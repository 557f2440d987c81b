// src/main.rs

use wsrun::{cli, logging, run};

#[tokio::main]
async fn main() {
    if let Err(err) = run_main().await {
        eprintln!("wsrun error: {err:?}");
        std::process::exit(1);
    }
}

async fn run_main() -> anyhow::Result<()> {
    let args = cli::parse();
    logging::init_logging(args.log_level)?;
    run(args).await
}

--

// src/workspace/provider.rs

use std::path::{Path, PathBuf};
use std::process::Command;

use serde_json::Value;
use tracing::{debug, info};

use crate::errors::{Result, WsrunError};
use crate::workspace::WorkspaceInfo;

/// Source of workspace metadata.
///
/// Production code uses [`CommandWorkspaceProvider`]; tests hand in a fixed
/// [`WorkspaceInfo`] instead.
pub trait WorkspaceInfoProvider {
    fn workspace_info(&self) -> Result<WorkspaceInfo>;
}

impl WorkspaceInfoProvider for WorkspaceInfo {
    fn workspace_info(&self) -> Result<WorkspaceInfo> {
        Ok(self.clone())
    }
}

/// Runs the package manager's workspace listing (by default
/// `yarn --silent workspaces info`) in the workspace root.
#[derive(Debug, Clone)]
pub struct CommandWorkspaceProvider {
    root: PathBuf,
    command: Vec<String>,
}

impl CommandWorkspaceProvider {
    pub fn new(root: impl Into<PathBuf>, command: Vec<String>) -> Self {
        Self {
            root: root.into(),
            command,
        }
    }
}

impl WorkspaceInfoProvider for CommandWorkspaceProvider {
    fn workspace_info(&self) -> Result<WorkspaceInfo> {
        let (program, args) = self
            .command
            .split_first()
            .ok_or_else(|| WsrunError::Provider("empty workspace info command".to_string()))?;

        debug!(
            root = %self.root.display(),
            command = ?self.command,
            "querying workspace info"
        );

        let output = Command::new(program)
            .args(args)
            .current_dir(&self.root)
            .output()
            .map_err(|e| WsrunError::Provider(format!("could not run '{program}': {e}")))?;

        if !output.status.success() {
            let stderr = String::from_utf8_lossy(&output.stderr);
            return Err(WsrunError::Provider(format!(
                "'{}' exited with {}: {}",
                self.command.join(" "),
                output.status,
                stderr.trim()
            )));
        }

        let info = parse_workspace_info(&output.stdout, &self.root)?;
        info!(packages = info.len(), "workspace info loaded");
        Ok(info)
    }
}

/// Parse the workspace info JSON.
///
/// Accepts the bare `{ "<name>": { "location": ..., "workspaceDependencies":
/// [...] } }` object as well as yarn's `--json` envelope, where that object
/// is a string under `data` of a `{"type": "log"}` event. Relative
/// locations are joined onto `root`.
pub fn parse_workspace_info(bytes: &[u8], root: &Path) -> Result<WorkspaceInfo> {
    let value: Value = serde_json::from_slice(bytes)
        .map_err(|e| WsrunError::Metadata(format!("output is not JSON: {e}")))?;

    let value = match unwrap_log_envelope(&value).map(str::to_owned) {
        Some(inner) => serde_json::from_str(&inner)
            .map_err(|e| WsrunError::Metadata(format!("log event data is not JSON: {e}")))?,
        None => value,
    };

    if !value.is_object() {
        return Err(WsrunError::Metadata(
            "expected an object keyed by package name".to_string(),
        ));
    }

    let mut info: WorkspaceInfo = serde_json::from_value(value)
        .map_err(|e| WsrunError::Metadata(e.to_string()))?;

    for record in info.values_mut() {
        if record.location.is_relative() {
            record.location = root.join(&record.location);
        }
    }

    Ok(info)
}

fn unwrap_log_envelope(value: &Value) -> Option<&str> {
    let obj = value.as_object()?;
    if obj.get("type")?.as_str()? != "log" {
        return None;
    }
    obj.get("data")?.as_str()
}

§ **Problem requirements**
When the string "WorkspaceInfoProvider" occurs in a line of the material, that line belongs in the answer.

§ **Response to this exercise**
pub trait WorkspaceInfoProvider {
impl WorkspaceInfoProvider for WorkspaceInfo {
impl WorkspaceInfoProvider for CommandWorkspaceProvider {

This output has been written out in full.